5. An expert at a particular program, or one who frequently does
work using it or on it; as in ‘a Unix hacker’. (Definitions 1
through 5 are correlated, and people who fit them congregate.)
6. An expert or enthusiast of any kind. One might be an astronomy
hacker, for example.
7. One who enjoys the intellectual challenge of creatively
overcoming or circumventing limitations.
8. [deprecated] A malicious meddler who tries to discover sensitive
information by poking around. Hence password
hacker, network hacker.
The correct term for this sense is cracker.

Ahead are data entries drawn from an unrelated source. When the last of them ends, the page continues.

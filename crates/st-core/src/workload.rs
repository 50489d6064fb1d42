//! Options sent with workload-split and cost-estimate uploads.
//!
//! Both uploads carry a multipart `config` field holding
//! `{"config": {...}}` as JSON text. The server answers with a task record.

use std::collections::BTreeMap;

use serde::{Deserialize, Serialize};
use serde_json::{Value, json};

use crate::errors::CoreError;

/// Default rates per role, in yuan per person-month.
pub const DEFAULT_COST_RATES: &[(&str, f64)] = &[
    ("architect", 18_000.0),
    ("project_manager", 16_000.0),
    ("product_design", 12_000.0),
    ("backend_dev", 15_000.0),
    ("frontend_dev", 14_000.0),
    ("qa", 11_000.0),
    ("implementation", 10_000.0),
];

pub const DEFAULT_STRATEGY: &str = "balanced";

/// Wrap an options struct the way the upload endpoints expect it.
fn wrap<T: Serialize>(config: &T) -> Result<Value, CoreError> {
    let inner = serde_json::to_value(config)
        .map_err(|error| CoreError::Validation(format!("unserializable config: {error}")))?;
    Ok(json!({ "config": inner }))
}

/// Workload split options.
#[derive(Debug, Clone, PartialEq, Serialize, Deserialize)]
pub struct WorkloadConfig {
    pub strategy: String,
    /// Cap on the total person-months; absent lets the server decide.
    #[serde(skip_serializing_if = "Option::is_none")]
    pub total_limit: Option<f64>,
}

impl Default for WorkloadConfig {
    fn default() -> Self {
        Self {
            strategy: DEFAULT_STRATEGY.to_string(),
            total_limit: None,
        }
    }
}

impl WorkloadConfig {
    /// # Errors
    ///
    /// Returns [`CoreError::Validation`] for an empty strategy or a limit
    /// that is not a positive finite number.
    pub fn new(strategy: Option<&str>, total_limit: Option<f64>) -> Result<Self, CoreError> {
        let strategy = strategy.map_or(DEFAULT_STRATEGY, str::trim);
        if strategy.is_empty() {
            return Err(CoreError::Validation("strategy must not be empty".into()));
        }
        if total_limit.is_some_and(|limit| !(limit.is_finite() && limit > 0.0)) {
            let limit = total_limit.unwrap_or_default();
            return Err(CoreError::Validation(format!(
                "total limit must be a positive number, got {limit}"
            )));
        }
        Ok(Self {
            strategy: strategy.to_string(),
            total_limit,
        })
    }

    /// `{"config": {...}}` for the multipart `config` field.
    ///
    /// # Errors
    ///
    /// Returns [`CoreError::Validation`] if serialization fails.
    pub fn form_value(&self) -> Result<Value, CoreError> {
        wrap(self)
    }
}

/// Cost estimate options.
#[derive(Debug, Clone, PartialEq, Serialize, Deserialize)]
pub struct CostingConfig {
    pub rates: BTreeMap<String, f64>,
    pub architect_ratio: f64,
    pub project_manager_ratio: f64,
}

impl Default for CostingConfig {
    fn default() -> Self {
        Self {
            rates: DEFAULT_COST_RATES
                .iter()
                .map(|&(role, rate)| (role.to_string(), rate))
                .collect(),
            architect_ratio: 0.12,
            project_manager_ratio: 0.15,
        }
    }
}

impl CostingConfig {
    /// Override one role's rate.
    ///
    /// # Errors
    ///
    /// Returns [`CoreError::Validation`] for an unknown role or a rate that
    /// is not a positive finite number.
    pub fn set_rate(&mut self, role: &str, rate: f64) -> Result<(), CoreError> {
        let role = role.trim();
        if !DEFAULT_COST_RATES.iter().any(|(known, _)| *known == role) {
            let known: Vec<&str> = DEFAULT_COST_RATES.iter().map(|(known, _)| *known).collect();
            return Err(CoreError::Validation(format!(
                "unknown role '{role}' (expected one of: {})",
                known.join(", ")
            )));
        }
        if !(rate.is_finite() && rate > 0.0) {
            return Err(CoreError::Validation(format!(
                "rate for {role} must be a positive number, got {rate}"
            )));
        }
        self.rates.insert(role.to_string(), rate);
        Ok(())
    }

    /// Parse and apply a `role=rate` pair.
    ///
    /// # Errors
    ///
    /// Returns [`CoreError::Validation`] for a malformed pair, and whatever
    /// [`Self::set_rate`] rejects.
    pub fn set_rate_pair(&mut self, pair: &str) -> Result<(), CoreError> {
        let (role, rate) = pair
            .split_once('=')
            .ok_or_else(|| CoreError::Validation(format!("expected role=rate, got '{pair}'")))?;
        let rate: f64 = rate
            .trim()
            .parse()
            .map_err(|_| CoreError::Validation(format!("'{}' is not a number", rate.trim())))?;
        self.set_rate(role, rate)
    }

    /// # Errors
    ///
    /// Returns [`CoreError::Validation`] unless both ratios are within 0..=1.
    pub fn set_ratios(
        &mut self,
        architect: Option<f64>,
        project_manager: Option<f64>,
    ) -> Result<(), CoreError> {
        for (name, value) in [("architect", architect), ("project manager", project_manager)] {
            if let Some(value) = value.filter(|value| !(0.0..=1.0).contains(value)) {
                return Err(CoreError::Validation(format!(
                    "{name} ratio must be between 0 and 1, got {value}"
                )));
            }
        }
        self.architect_ratio = architect.unwrap_or(self.architect_ratio);
        self.project_manager_ratio = project_manager.unwrap_or(self.project_manager_ratio);
        Ok(())
    }

    /// `{"config": {...}}` for the multipart `config` field.
    ///
    /// # Errors
    ///
    /// Returns [`CoreError::Validation`] if serialization fails.
    pub fn form_value(&self) -> Result<Value, CoreError> {
        wrap(self)
    }
}
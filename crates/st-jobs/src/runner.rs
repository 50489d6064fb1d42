//! The submit → poll → terminal state machine.
//!
//! ```text
//! SUBMITTED -> result inline            -> COMPLETED
//! SUBMITTED -> job_id                   -> POLLING
//! SUBMITTED -> task record              -> POLLING /tasks/{id}
//! POLLING   -> pending | processing     -> POLLING (after interval)
//! POLLING   -> completed                -> COMPLETED
//! POLLING   -> failed                   -> FAILED
//! any       -> auth error               -> error, immediately
//! any       -> transient error          -> retry with backoff, bounded
//! any       -> ticket superseded        -> SUPERSEDED, response dropped
//! ```

use std::fmt;

use serde_json::Value;
use st_core::job::{JobSnapshot, Submission};
use st_core::task::TaskDetail;
use st_core::{AnalysisResult, JobStatus};

use crate::backend::{BackendFailure, FailureKind, JobBackend, JobRequest};
use crate::error::JobError;
use crate::observer::{PollEvent, PollObserver};
use crate::policy::PollPolicy;
use crate::slot::PollTicket;

/// How a job loop ended.
#[derive(Debug, Clone, PartialEq, Eq)]
pub enum JobOutcome {
    Completed {
        job_id: Option<String>,
        result: AnalysisResult,
        polls: u32,
    },
    Failed {
        job_id: Option<String>,
        error: String,
        polls: u32,
    },
    /// The ticket went stale; whatever arrived afterwards was discarded.
    Superseded { job_id: Option<String>, polls: u32 },
    /// The submission created a server task, followed to its end.
    Task(TaskOutcome),
}

impl JobOutcome {
    pub fn job_id(&self) -> Option<&str> {
        match self {
            Self::Completed { job_id, .. }
            | Self::Failed { job_id, .. }
            | Self::Superseded { job_id, .. } => job_id.as_deref(),
            Self::Task(_) => None,
        }
    }

    pub const fn polls(&self) -> u32 {
        match self {
            Self::Completed { polls, .. }
            | Self::Failed { polls, .. }
            | Self::Superseded { polls, .. } => *polls,
            Self::Task(task) => task.polls(),
        }
    }

    pub const fn status(&self) -> Option<JobStatus> {
        match self {
            Self::Completed { .. } => Some(JobStatus::Completed),
            Self::Failed { .. } => Some(JobStatus::Failed),
            Self::Superseded { .. } => None,
            Self::Task(task) => task.status(),
        }
    }
}

/// How a task loop ended. Task results are free-form JSON.
#[derive(Debug, Clone, PartialEq, Eq)]
pub enum TaskOutcome {
    Succeeded {
        task_id: String,
        result: Option<Value>,
        polls: u32,
    },
    Failed {
        task_id: String,
        error: String,
        polls: u32,
    },
    Superseded { task_id: String, polls: u32 },
}

impl TaskOutcome {
    pub fn task_id(&self) -> &str {
        match self {
            Self::Succeeded { task_id, .. }
            | Self::Failed { task_id, .. }
            | Self::Superseded { task_id, .. } => task_id,
        }
    }

    pub const fn polls(&self) -> u32 {
        match self {
            Self::Succeeded { polls, .. }
            | Self::Failed { polls, .. }
            | Self::Superseded { polls, .. } => *polls,
        }
    }

    pub const fn status(&self) -> Option<JobStatus> {
        match self {
            Self::Succeeded { .. } => Some(JobStatus::Completed),
            Self::Failed { .. } => Some(JobStatus::Failed),
            Self::Superseded { .. } => None,
        }
    }
}

/// What a poll loop is following.
#[derive(Debug, Clone, PartialEq, Eq)]
pub enum PollTarget {
    Job(String),
    Task(String),
}

impl fmt::Display for PollTarget {
    fn fmt(&self, f: &mut fmt::Formatter<'_>) -> fmt::Result {
        match self {
            Self::Job(id) => write!(f, "job {id}"),
            Self::Task(id) => write!(f, "task {id}"),
        }
    }
}

enum LoopEnd<T> {
    Terminal {
        status: JobStatus,
        state: T,
        polls: u32,
    },
    Superseded {
        polls: u32,
    },
}

pub struct JobRunner<B> {
    backend: B,
    policy: PollPolicy,
}

impl<B: JobBackend> JobRunner<B> {
    pub const fn new(backend: B, policy: PollPolicy) -> Self {
        Self { backend, policy }
    }

    pub const fn backend(&self) -> &B {
        &self.backend
    }

    pub const fn policy(&self) -> &PollPolicy {
        &self.policy
    }

    /// Submit once and classify the response. Submissions are not retried so
    /// a flaky network never queues the same document twice.
    ///
    /// # Errors
    ///
    /// Returns [`JobError`] for transport failures and unusable responses.
    pub async fn submit(&self, request: &JobRequest) -> Result<Submission, JobError> {
        let raw = self
            .backend
            .submit(request)
            .await
            .map_err(|failure| abort_error(failure, 1))?;
        Ok(Submission::classify(raw)?)
    }

    /// Fetch the current state of a job once.
    ///
    /// # Errors
    ///
    /// Returns [`JobError`] for transport failures and unusable responses.
    pub async fn poll_once(&self, job_id: &str) -> Result<JobSnapshot, JobError> {
        let raw = self
            .backend
            .fetch_job(job_id)
            .await
            .map_err(|failure| abort_error(failure, 1))?;
        Ok(JobSnapshot::from_value(raw)?)
    }

    /// Submit `request` and follow it to a terminal state, as a job or as a
    /// task depending on what the server created.
    ///
    /// # Errors
    ///
    /// See [`Self::await_job`].
    pub async fn run<O: PollObserver>(
        &self,
        request: &JobRequest,
        ticket: PollTicket,
        observer: &mut O,
    ) -> Result<JobOutcome, JobError> {
        if !ticket.is_current() {
            return Ok(JobOutcome::Superseded {
                job_id: None,
                polls: 0,
            });
        }

        let submission = self.submit(request).await;
        if !ticket.is_current() {
            tracing::debug!("discarding submission response for superseded ticket");
            return Ok(match submission {
                Ok(Submission::Task { task_id, .. }) => {
                    JobOutcome::Task(TaskOutcome::Superseded { task_id, polls: 0 })
                }
                other => JobOutcome::Superseded {
                    job_id: other.ok().and_then(|s| s.job_id().map(str::to_string)),
                    polls: 0,
                },
            });
        }

        match submission? {
            Submission::Completed { job_id, result } => {
                tracing::debug!(?job_id, "result returned inline");
                Ok(JobOutcome::Completed {
                    job_id,
                    result,
                    polls: 0,
                })
            }
            Submission::Failed { job_id, error } => Ok(JobOutcome::Failed {
                job_id,
                error,
                polls: 0,
            }),
            Submission::Pending { job_id, .. } => {
                observer.on_event(&PollEvent::Submitted {
                    job_id: job_id.clone(),
                });
                self.await_job(&job_id, ticket, observer).await
            }
            Submission::Task { task_id, .. } => {
                tracing::info!(task_id = %task_id, "server created a task");
                observer.on_event(&PollEvent::TaskCreated {
                    task_id: task_id.clone(),
                });
                self.await_task(&task_id, ticket, observer)
                    .await
                    .map(JobOutcome::Task)
            }
        }
    }

    /// Poll `job_id` until it reaches a terminal state.
    ///
    /// Polls are strictly sequential. The first poll is immediate; later
    /// ones wait `interval`, or the backoff delay after a transient failure.
    ///
    /// # Errors
    ///
    /// - [`JobError::Auth`] as soon as credentials are rejected
    /// - [`JobError::Rejected`] for other non-retryable failures
    /// - [`JobError::Transport`] once transient failures exceed the budget
    /// - [`JobError::Protocol`] for unusable payloads
    /// - [`JobError::Timeout`] once `max_polls` is reached
    pub async fn await_job<O: PollObserver>(
        &self,
        job_id: &str,
        ticket: PollTicket,
        observer: &mut O,
    ) -> Result<JobOutcome, JobError> {
        let target = PollTarget::Job(job_id.to_string());
        let end = self
            .poll_until(&target, ticket, observer, |raw| {
                let snapshot = JobSnapshot::from_value(raw)?;
                let status = if snapshot.has_result() {
                    JobStatus::Completed
                } else {
                    snapshot.effective_status()
                };
                Ok((status, snapshot))
            })
            .await?;

        let job_id = Some(job_id.to_string());
        Ok(match end {
            LoopEnd::Terminal {
                status: JobStatus::Failed,
                state,
                polls,
            } => JobOutcome::Failed {
                job_id,
                error: state.failure_message(),
                polls,
            },
            LoopEnd::Terminal { state, polls, .. } => JobOutcome::Completed {
                job_id,
                result: state.normalized_result(),
                polls,
            },
            LoopEnd::Superseded { polls } => JobOutcome::Superseded { job_id, polls },
        })
    }

    /// Poll `GET /tasks/{id}` until the task succeeds or fails.
    ///
    /// Same cadence, retry budget and cancellation as [`Self::await_job`].
    ///
    /// # Errors
    ///
    /// See [`Self::await_job`].
    pub async fn await_task<O: PollObserver>(
        &self,
        task_id: &str,
        ticket: PollTicket,
        observer: &mut O,
    ) -> Result<TaskOutcome, JobError> {
        let target = PollTarget::Task(task_id.to_string());
        let end = self
            .poll_until(&target, ticket, observer, |raw| {
                let detail = TaskDetail::from_value(raw)?;
                Ok((detail.status(), detail))
            })
            .await?;

        let task_id = task_id.to_string();
        Ok(match end {
            LoopEnd::Terminal {
                status: JobStatus::Failed,
                state,
                polls,
            } => TaskOutcome::Failed {
                task_id,
                error: state.failure_message(),
                polls,
            },
            LoopEnd::Terminal { state, polls, .. } => TaskOutcome::Succeeded {
                task_id,
                result: state.result_payload,
                polls,
            },
            LoopEnd::Superseded { polls } => TaskOutcome::Superseded { task_id, polls },
        })
    }

    async fn fetch(&self, target: &PollTarget) -> Result<Value, BackendFailure> {
        match target {
            PollTarget::Job(job_id) => self.backend.fetch_job(job_id).await,
            PollTarget::Task(task_id) => self.backend.fetch_task(task_id).await,
        }
    }

    /// The shared poll loop. `read` turns a raw body into its logical status
    /// and whatever the caller needs from it.
    async fn poll_until<T, O, F>(
        &self,
        target: &PollTarget,
        mut ticket: PollTicket,
        observer: &mut O,
        read: F,
    ) -> Result<LoopEnd<T>, JobError>
    where
        O: PollObserver,
        F: Fn(Value) -> Result<(JobStatus, T), JobError>,
    {
        let mut polls = 0_u32;
        let mut failures = 0_u32;

        loop {
            if !ticket.is_current() {
                return Ok(LoopEnd::Superseded { polls });
            }

            polls = polls.saturating_add(1);
            tracing::debug!(subject = %target, attempt = polls, "polling");
            let response = self.fetch(target).await;
            if !ticket.is_current() {
                tracing::debug!(subject = %target, "discarding poll response for superseded ticket");
                return Ok(LoopEnd::Superseded { polls });
            }

            let delay = match response {
                Ok(raw) => {
                    failures = 0;
                    let (status, state) = read(raw)?;
                    observer.on_event(&PollEvent::Polled {
                        attempt: polls,
                        status,
                    });
                    if status.is_terminal() {
                        return Ok(LoopEnd::Terminal {
                            status,
                            state,
                            polls,
                        });
                    }
                    self.policy.interval
                }
                Err(failure) if failure.kind == FailureKind::Transient => {
                    failures = failures.saturating_add(1);
                    if failures > self.policy.max_transient_failures {
                        return Err(JobError::Transport {
                            attempts: failures,
                            message: failure.message,
                        });
                    }
                    let delay = self.policy.retry_delay(failures, failure.retry_after);
                    tracing::warn!(
                        subject = %target,
                        failures,
                        delay_ms = u64::try_from(delay.as_millis()).unwrap_or(u64::MAX),
                        error = %failure,
                        "poll failed; retrying"
                    );
                    observer.on_event(&PollEvent::Retrying {
                        failures,
                        delay,
                        message: failure.message,
                    });
                    delay
                }
                Err(failure) => return Err(abort_error(failure, failures.saturating_add(1))),
            };

            if self.policy.exhausted(polls) {
                return Err(JobError::Timeout {
                    target: target.clone(),
                    polls,
                });
            }

            if !ticket.sleep(delay).await {
                return Ok(LoopEnd::Superseded { polls });
            }
        }
    }
}

fn abort_error(failure: BackendFailure, attempts: u32) -> JobError {
    match failure.kind {
        FailureKind::Auth => JobError::Auth(failure.message),
        FailureKind::Transient => JobError::Transport {
            attempts,
            message: failure.message,
        },
        FailureKind::Fatal => JobError::Rejected(failure.message),
    }
}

The term ‘hacker’ also tends to connote membership in the
global community defined by the net (see
the network. For discussion of some of the basics of this culture,
see the How
To Become A Hacker FAQ. It also implies that the person described
is seen to subscribe to some version of the hacker ethic (see
hacker ethic).
It is better to be described as a hacker by others than to describe
oneself that way. Hackers consider themselves something of an elite (a
meritocracy based on ability), though one to which new members are gladly
welcome. There is thus a certain ego satisfaction to be had in identifying
yourself as a hacker (but if you claim to be one and are not, you'll
quickly be labeled bogus). See also
geek, wannabee.
This term seems to have been first adopted as a badge in the 1960s by
the hacker culture surrounding TMRC and the MIT AI Lab. We have a report
that it was used in a sense close to this entry's by teenage radio hams and
electronics tinkerers in the mid-1950s.